Former Editor Malcolm Cracknell doesn’t get out much these days, but while the DSC regulars were fretting over consecutive weekends with GT entries at Silverstone of 45 – 55 cars, he pottered down to his local track, Brands Hatch, at the end of May at the invitation of Nigel Greensall, to (in theory) watch Nigel race a Lola T70 and a Shelby Mustang 350, in the Historic Masters Festival.
Nigel Greensall, Andy Wallace, James Weaver and I try to get together now and again for lunch, but our most recent event took an absolute age to organise: they’re three busy fellows, and whenever we set a date, one of them then had some racing-related event crop up and had to postpone. Eventually we made it though, in April (I can’t report any of our conversations – it was all off the record), and Nigel kindly invited my partner Sue and I to Brands for the Masters Historics Festival on the May Bank Holiday weekend.
When Nigel said he was racing a T70, James made the point that driving one of those was like “sitting in a large cleavage – the front wheelarches are like two huge breasts”.
If you click the in-car video, below, you’ll see exactly what James meant!
Sue wasn’t terribly keen to go to Brands (oddly enough, that was the first place I took her 17 years ago, so we recreated our first ‘date’ – the lucky girl!), but had I been able to operate her iPad properly, I could have informed her that it was all Historics on the timetable: she likes old cars.
Summer finally arrived that weekend, although a strong wind and a hot sun eventually reminded me what it was like spending a day on the spectator banks: I was positively glowing by mid-afternoon. No media centre to shelter in for us.
Historic preparation man Simon Blake did have a large awning though, and there was the T70 – one of my favourite cars of all time – nestling alongside a Lotus Cortina and a Cobra. Simon made the point that such as the T70 are more reliable then ever they were in their day, thanks to modern materials and fluids – and excellent preparation.
Nigel Greensall was discussing, with car owner Tarek Mahmoud, who would start the one hour race – and Nigel it would be.
The Leo Voyazides / Simon Hadfield Mk3B was on pole, the B version comfortably quicker than the earlier Mk3, which Nigel had qualified fifth.
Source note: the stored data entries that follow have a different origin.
//! Mock Record Store Implementation
//!
//! Records every statement in memory for test assertions.
//! Thread-safe via `Arc<Mutex<>>`.

use crate::args::Args;
use crate::port::{ExecOutcome, Op, Record, RecordStore, Result};
use async_trait::async_trait;
use std::sync::atomic::{AtomicI64, AtomicU64, Ordering};
use std::sync::{Arc, Mutex};
use talentlink_common::RepositoryError;

/// Which port method received a call
#[derive(Debug, Clone, Copy, PartialEq, Eq)]
pub enum CallKind {
    Exec,
    Insert,
    Get,
    Select,
    Count,
}

/// One recorded invocation
#[derive(Debug, Clone, PartialEq)]
pub struct RecordedCall {
    pub kind: CallKind,
    pub op: Op,
    pub sql: String,
    pub args: Args,
}

/// Mock store that records statements for test assertions.
///
/// `insert` hands out sequential ids, `select` returns no rows, `get` returns
/// `NotFound`; `exec` and `count` return configurable values.
#[derive(Debug, Clone)]
pub struct MockRecordStore {
    calls: Arc<Mutex<Vec<RecordedCall>>>,
    next_id: Arc<AtomicI64>,
    rows_affected: Arc<AtomicU64>,
    count: Arc<AtomicI64>,
}

impl MockRecordStore {
    /// Create a new mock store.
    pub fn new() -> Self {
        Self {
            calls: Arc::new(Mutex::new(Vec::new())),
            next_id: Arc::new(AtomicI64::new(1)),
            rows_affected: Arc::new(AtomicU64::new(1)),
            count: Arc::new(AtomicI64::new(0)),
        }
    }

    /// Value returned as `rows_affected` by subsequent `exec` calls.
    pub fn set_rows_affected(&self, rows: u64) {
        self.rows_affected.store(rows, Ordering::SeqCst);
    }

    /// Value returned by subsequent `count` calls.
    pub fn set_count(&self, count: i64) {
        self.count.store(count, Ordering::SeqCst);
    }

    /// Return all recorded calls.
    pub fn recorded_calls(&self) -> Vec<RecordedCall> {
        self.calls
            .lock()
            .expect("calls lock poisoned — prior test panicked")
            .clone()
    }

    /// Number of recorded calls.
    pub fn call_count(&self) -> usize {
        self.calls
            .lock()
            .expect("calls lock poisoned — prior test panicked")
            .len()
    }

    /// The most recent call, if any.
    pub fn last_call(&self) -> Option<RecordedCall> {
        self.calls
            .lock()
            .expect("calls lock poisoned — prior test panicked")
            .last()
            .cloned()
    }

    /// Clear all recorded calls.
    pub fn reset(&self) {
        self.calls
            .lock()
            .expect("calls lock poisoned — prior test panicked")
            .clear();
    }

    fn record(&self, kind: CallKind, op: Op, sql: &str, args: Args) -> Result<()> {
        tracing::debug!(op = %op, ?kind, "Mock store: recording call");
        self.calls
            .lock()
            .map_err(|e| RepositoryError::InvalidData(format!("calls lock poisoned: {e}")))?
            .push(RecordedCall {
                kind,
                op,
                sql: sql.to_string(),
                args,
            });
        Ok(())
    }
}

impl Default for MockRecordStore {
    fn default() -> Self {
        Self::new()
    }
}

#[async_trait]
impl RecordStore for MockRecordStore {
    async fn exec(&self, op: Op, sql: &str, args: Args) -> Result<ExecOutcome> {
        self.record(CallKind::Exec, op, sql, args)?;
        Ok(ExecOutcome {
            rows_affected: self.rows_affected.load(Ordering::SeqCst),
        })
    }

    async fn insert(&self, op: Op, sql: &str, args: Args) -> Result<i64> {
        self.record(CallKind::Insert, op, sql, args)?;
        Ok(self.next_id.fetch_add(1, Ordering::SeqCst))
    }

    async fn get<T: Record>(&self, op: Op, sql: &str, args: Args) -> Result<T> {
        self.record(CallKind::Get, op, sql, args)?;
        Err(RepositoryError::NotFound)
    }

    async fn select<T: Record>(&self, op: Op, sql: &str, args: Args) -> Result<Vec<T>> {
        self.record(CallKind::Select, op, sql, args)?;
        Ok(Vec::new())
    }

    async fn count(&self, op: Op, sql: &str, args: Args) -> Result<i64> {
        self.record(CallKind::Count, op, sql, args)?;
        Ok(self.count.load(Ordering::SeqCst))
    }
}
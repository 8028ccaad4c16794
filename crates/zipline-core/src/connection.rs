//! Registered connections.
//!
//! A [`Connection`] is a [`FrameConn`] plus the identity the peer announced
//! in its handshake. It is created when the handshake succeeds and owned by
//! the connector until removal; the transport stream is closed exactly once,
//! through the frame connection.

use zipline_proto::{Frame, HandshakeFrame, Metadata, StreamType, Tag};

use crate::{
    error::{CloseCode, ConnectionError},
    frame_conn::{ConnContext, FrameConn},
    transport::TransportConnection,
};

/// Identity of a registered peer, as the connector indexes it.
pub trait Peer: Send + Sync + 'static {
    /// Unique connection id.
    fn id(&self) -> &str;

    /// Client-chosen name.
    fn name(&self) -> &str;

    /// Tags the peer receives.
    fn observe_data_tags(&self) -> &[Tag];

    /// Whether the peer receives `tag`.
    fn observes(&self, tag: Tag) -> bool {
        self.observe_data_tags().contains(&tag)
    }
}

/// Handshake-derived description of a connection.
#[derive(Debug, Clone, Default, PartialEq, Eq)]
pub struct ConnectionInfo {
    /// Unique connection id
    pub id: String,
    /// Client-chosen name
    pub name: String,
    /// Role of the client
    pub stream_type: StreamType,
    /// Tags the client receives
    pub observe_data_tags: Vec<Tag>,
    /// Merged handshake and authentication metadata
    pub metadata: Metadata,
    /// Only receive data targeted at this value
    pub wanted_target: Option<String>,
}

impl ConnectionInfo {
    /// Describe the sender of `handshake`, registered under `id`.
    pub fn from_handshake(id: impl Into<String>, handshake: &HandshakeFrame, metadata: Metadata) -> Self {
        Self {
            id: id.into(),
            name: handshake.name.clone(),
            stream_type: handshake.stream_type,
            observe_data_tags: handshake.observe_data_tags.clone(),
            metadata,
            wanted_target: Some(handshake.wanted_target.clone()).filter(|t| !t.is_empty()),
        }
    }
}

impl Peer for ConnectionInfo {
    fn id(&self) -> &str {
        &self.id
    }

    fn name(&self) -> &str {
        &self.name
    }

    fn observe_data_tags(&self) -> &[Tag] {
        &self.observe_data_tags
    }
}

/// A live, registered connection.
pub struct Connection<C: TransportConnection> {
    info: ConnectionInfo,
    frames: FrameConn<C>,
}

impl<C: TransportConnection> Connection<C> {
    /// Bind `info` to an established frame connection.
    pub fn new(info: ConnectionInfo, frames: FrameConn<C>) -> Self {
        Self { info, frames }
    }

    /// Handshake-derived description.
    pub fn info(&self) -> &ConnectionInfo {
        &self.info
    }

    /// Role of the client.
    pub fn stream_type(&self) -> StreamType {
        self.info.stream_type
    }

    /// Connection metadata.
    pub fn metadata(&self) -> &Metadata {
        &self.info.metadata
    }

    /// Lifecycle context.
    pub fn context(&self) -> &ConnContext {
        self.frames.context()
    }

    /// Underlying frame connection.
    pub fn frames(&self) -> &FrameConn<C> {
        &self.frames
    }

    /// Read the next frame.
    pub async fn read_frame(&self) -> Result<Frame, ConnectionError> {
        self.frames.read_frame().await
    }

    /// Write one frame.
    pub async fn write_frame(&self, frame: &Frame) -> Result<(), ConnectionError> {
        self.frames.write_frame(frame).await
    }

    /// Close with `reason`; see [`FrameConn::close_with_error`].
    pub fn close_with_error(&self, reason: &str) -> bool {
        self.frames.close_with_error(reason)
    }

    /// Close with an explicit code; see [`FrameConn::close_with_code`].
    pub fn close_with_code(&self, code: CloseCode, reason: &str) -> bool {
        self.frames.close_with_code(code, reason)
    }
}

impl<C: TransportConnection> Peer for Connection<C> {
    fn id(&self) -> &str {
        &self.info.id
    }

    fn name(&self) -> &str {
        &self.info.name
    }

    fn observe_data_tags(&self) -> &[Tag] {
        &self.info.observe_data_tags
    }
}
But he didn’t stay in fifth for long. The four laps of the in-car are well worth watching:
Voyazides was able to take it noticeably easier than our man, who was really leaning on it as he came past us at Paddock – and all the way round the Grand Prix track. Nigel’s fourth lap was into the 1:33s, and he kept the white Lola in sight throughout his 30 minute stint.
With Tarek having very little experience of the T70, his pace continued to improve through the weekend, Nigel was delighted that the Lebanese found a couple of seconds compared to his best in practice and the eventual seventh place finish.
What became very clear though was that both Greensall and Mahmoud took a very different line into Druids compared to everyone else. Nigel explains:
“I’ve been taking that line for years, and I’ve been teaching it to everyone I work with. Going up the hill, when I reach the bridge, I aim diagonally for the apex – it’s the shortest distance, shorter than staying wide and turning in late. I keep the front loaded up so it turns in really sharply. Then I’m off the pedals, the car starts to slide – and I come out of Druids with a nice bit of oversteer.”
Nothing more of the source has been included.